Uber project - These merit their own group of documentation and are the million dollar, multiple company projects that usually try to document everything up front rarely works out well here. Thus, there is some adoptioon of agile for these but there are still some growing pains to go through as how we use agile matures. Think installing a dozen modules of some off-the-shelf software that requires both internal and external developers to customize the suite for our specific needs as the software is supposed to be very robust, flexible and help save lots of time and money on how people otherwise do their jobs generally. Think ERP or CRM for a couple of examples here.
We are a 16-person company that creates and supports customized software for small retail shop owners.
The projects we get fall into three general categories (as related to specs):
"Here, automate this form." A sales person explains that our customer only wants this form to appear where they can fill it out and print it to make it look professional to their customer. Our specs is a single piece of paper that looks something like an order form or report. This is always false; they want pop-up lookups, automatic updating from other sources, and "while you're at it" add-ons that more than double the time. These, we've learned to just live in the moment and let the project take its course. By the time we're done, the program doesn't look anything like their original form.
Small changes. Like a simple e-mail explaining that the background color is stale, or a request to sort a report by a different column. These, we just do as time allows.
Big company integrations, where we're tasked with making our software work with some big outfit like Intuit (QuickBook) or FedEx (shipping rates). These often have well thought out documentation and sample code. We get 100's of pages in word documents or pdfs. The problem with these is when their specs are wrong. We find out about inaccuracies when we try to test or certify our integration. In these instances, we usually take longer in certification than we did to originally develop the processes.
In all cases, the real trouble is when a sales person promises a solution to the customer before even asking a programmer what it would take. As recently as 2 weeks ago, a sales person got into real trouble and had to issue a refund (that person is no longer with the company).
None - at least not from management.
Instead, as a developer (and particularly one leading a software project right now), I'm expected to contact my users/customers/etc and work directly with them to come up with our specifications and requirements. The documentation I do request from my team is only what will be useful to the team. I am lucky in that management rarely requests a document that doesn't make sense or won't provide some use to our project.
I currently have a half-dozen or so specs each 60-80 pages. One of them is 80 pages with no table of contents. Good times.
Our Product Managers and senior engineers prepare three planning docs for our data management software projects.
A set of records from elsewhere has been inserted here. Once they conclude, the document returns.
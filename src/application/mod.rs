//! Application layer - the export mapping engine.
//!
//! Loads lookups, classifies and composes each item, reconciles media and
//! renders progress for the CLI.

pub mod classifier;
pub mod composer;
pub mod exporter;
pub mod formatter;
pub mod lookup;
pub mod media;
pub mod parser;

pub use exporter::{project_root, Exporter};
pub use formatter::{format_disabled_warnings, format_event, format_summary};
//! Item classification.
//!
//! Derives kind, publication state and editor from the raw status field and
//! the item's additional data. Downstream code only sees the typed result.

use crate::domain::models::{PAGE_MARKER, PUBLISHED_MARKER};
use crate::domain::{AdditionalData, Classification, ContentKind, EditorKind, PublicationState};

/// Key holding the core settings inside additional data.
const CORE_KEY: &str = "_core";
/// Key of the editor tag inside the core settings.
const EDITOR_KEY: &str = "editor";

/// Classifies one content item. Total over all inputs.
#[must_use]
pub fn classify(status: Option<&str>, additional_data: Option<&AdditionalData>) -> Classification {
    let status = status.unwrap_or_default();

    let kind = if status.contains(PAGE_MARKER) {
        ContentKind::Standalone
    } else {
        ContentKind::Regular
    };

    let state = if status.contains(PUBLISHED_MARKER) {
        PublicationState::Published
    } else {
        PublicationState::Draft
    };

    let editor = EditorKind::from_tag(
        additional_data
            .and_then(|data| data.get(CORE_KEY))
            .and_then(|core| core.get(EDITOR_KEY))
            .and_then(serde_json::Value::as_str),
    );

    Classification {
        kind,
        state,
        editor,
    }
}
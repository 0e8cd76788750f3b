//! Metadata composition.
//!
//! Joins an item with the lookup tables into its `ExportRecord`.

use std::collections::HashMap;

use crate::domain::{ContentItem, ExportOptions, ExportRecord, FeaturedImage, MediaReference};

use super::lookup::Lookups;

/// Parses the comma-separated author field, ignoring blank and non-numeric
/// tokens.
#[must_use]
pub fn parse_author_ids(field: Option<&str>) -> Vec<i64> {
    field
        .unwrap_or_default()
        .split(',')
        .map(str::trim)
        .filter(|token| !token.is_empty())
        .filter_map(|token| match token.parse() {
            Ok(id) => Some(id),
            Err(_) => {
                tracing::debug!("Ignoring non-numeric author id '{}'", token);
                None
            }
        })
        .collect()
}

/// Maps identifiers through `map`, dropping unknown ones and keeping order.
#[must_use]
pub fn resolve(ids: &[i64], map: &HashMap<i64, String>) -> Vec<String> {
    ids.iter().filter_map(|id| map.get(id).cloned()).collect()
}

/// The item's featured media record, when images are enabled and it is known.
#[must_use]
pub fn featured_media<'a>(item: &ContentItem, lookups: &'a Lookups) -> Option<&'a MediaReference> {
    item.featured_image_id.and_then(|id| lookups.media(id))
}

/// Builds the metadata record for one item.
#[must_use]
pub fn compose(item: &ContentItem, lookups: &Lookups, options: &ExportOptions) -> ExportRecord {
    let authors = resolve(
        &parse_author_ids(item.authors.as_deref()),
        lookups.author_usernames(),
    );
    let tags = resolve(lookups.tag_ids(item.id), lookups.tag_slugs());

    let featured_image = if options.export_images {
        featured_media(item, lookups).map(|media| FeaturedImage {
            filename: media.filename().to_string(),
            title: media.title.clone(),
            caption: media.caption.clone(),
            additional_data: media.additional_data.clone(),
        })
    } else {
        None
    };

    ExportRecord {
        title: item.title.clone(),
        status: item.status.clone(),
        template: item.template.clone(),
        created_at: item.created_at.clone(),
        modified_at: item.modified_at.clone(),
        authors,
        tags,
        additional_data: lookups.additional_data(item.id).cloned().unwrap_or_default(),
        featured_image,
    }
}

#[cfg(test)]
mod tests {
    use super::*;
    use crate::application::lookup::tests::{raw_image, MemorySite};
    use crate::infrastructure::sqlite_reader::{RawAuthor, RawPostTag, RawTag};
    use serde_json::{json, Value};

    fn item(id: i64, authors: Option<&str>, featured: Option<i64>) -> ContentItem {
        ContentItem {
            id,
            slug: format!("item-{id}"),
            title: Some(format!("Item {id}")),
            status: Some("published".into()),
            template: None,
            created_at: json!(1_700_000_000_000_i64),
            modified_at: json!(1_700_000_100_000_i64),
            text: Some(String::new()),
            authors: authors.map(str::to_string),
            featured_image_id: featured,
        }
    }

    fn author(id: i64, username: &str) -> RawAuthor {
        RawAuthor {
            id,
            name: None,
            username: username.into(),
            password: None,
            config: None,
            additional_data: None,
        }
    }

    fn tag(id: i64, slug: &str) -> RawTag {
        RawTag {
            id,
            name: None,
            slug: slug.into(),
            description: None,
            additional_data: None,
        }
    }

    fn site() -> MemorySite {
        MemorySite {
            authors: vec![author(1, "ann"), author(2, "bob")],
            tags: vec![tag(7, "rust"), tag(8, "cli")],
            post_tags: vec![
                RawPostTag { post_id: 1, tag_id: 8 },
                RawPostTag { post_id: 1, tag_id: 99 },
                RawPostTag { post_id: 1, tag_id: 7 },
            ],
            images: vec![raw_image(5, 1, "media/posts/1/cover.webp")],
            ..MemorySite::default()
        }
    }

    #[test]
    fn test_parse_author_ids() {
        assert_eq!(parse_author_ids(Some("1,2")), vec![1, 2]);
        assert_eq!(parse_author_ids(Some(" 3 , ,4,")), vec![3, 4]);
        assert_eq!(parse_author_ids(Some("x,5")), vec![5]);
        assert!(parse_author_ids(Some("")).is_empty());
        assert!(parse_author_ids(None).is_empty());
    }

    #[test]
    fn test_resolve_is_order_preserving_filter() {
        let map = HashMap::from([(1, "a".to_string()), (2, "b".to_string())]);
        assert_eq!(resolve(&[2, 9, 1, 2], &map), vec!["b", "a", "b"]);
        assert!(resolve(&[9], &map).is_empty());
        assert!(resolve(&[1], &HashMap::new()).is_empty());
    }

    #[test]
    fn test_compose_resolves_authors_and_tags() {
        let options = ExportOptions::default();
        let lookups = Lookups::load(&site(), &options).unwrap();

        let record = compose(&item(1, Some("2,42,1"), None), &lookups, &options);

        assert_eq!(record.authors, vec!["bob", "ann"]);
        assert_eq!(record.tags, vec!["cli", "rust"]);
        assert!(record.additional_data.is_empty());
        assert!(record.featured_image.is_none());
    }

    #[test]
    fn test_compose_attaches_featured_descriptor() {
        let options = ExportOptions::default();
        let lookups = Lookups::load(&site(), &options).unwrap();

        let record = compose(&item(1, None, Some(5)), &lookups, &options);
        let featured = record.featured_image.unwrap();

        assert_eq!(featured.filename, "cover.webp");
        assert_eq!(featured.title.as_deref(), Some("Image 5"));
        assert_eq!(featured.additional_data, json!({}));
    }

    #[test]
    fn test_compose_without_images_has_no_featured_key() {
        let options = ExportOptions {
            export_images: false,
            ..ExportOptions::default()
        };
        let lookups = Lookups::load(&site(), &options).unwrap();

        let record = compose(&item(1, None, Some(5)), &lookups, &options);
        let json = serde_json::to_value(&record).unwrap();

        assert!(json.get("featured_image").is_none());
    }

    #[test]
    fn test_record_key_order() {
        let options = ExportOptions::default();
        let lookups = Lookups::load(&site(), &options).unwrap();
        let record = compose(&item(1, Some("1"), Some(5)), &lookups, &options);

        let json = serde_json::to_value(&record).unwrap();
        let keys: Vec<_> = match &json {
            Value::Object(map) => map.keys().cloned().collect(),
            _ => Vec::new(),
        };

        assert_eq!(
            keys,
            vec![
                "title",
                "status",
                "template",
                "created_at",
                "modified_at",
                "authors",
                "tags",
                "additional_data",
                "featured_image"
            ]
        );
    }
}
//! Infrastructure layer - external adapters (database, filesystem).
//!
//! This layer handles all I/O operations and external dependencies.

pub mod config;
pub mod layout;
pub mod sqlite_reader;

pub use config::load_config;
pub use layout::{FsLayout, LayoutWriter};
pub use sqlite_reader::{RawAuthor, RawImage, RawTag, SiteDbReader, SiteSource};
High-level requirements: 1-to-3 sentence descriptions of hardware/software supported or specific feature for this project. (10-15 pages of Excel-like grids)
Technical details: Engineering implementation of each high-level requirements. Up to a page for each, depending on amount of detail. (30-40 pages of filled-in feature details)
Business agreement: Summary of 1 & 2 with engineering schedule and Product Mgmt's market analysis. Everyone signs off on this. (5 pages analysis, 20 technical)
I haven't seen work flows or other Visio-like details in our specs. The prioritized requirements and schedule prove critical, so we understand when to lop things off to save development and testing time.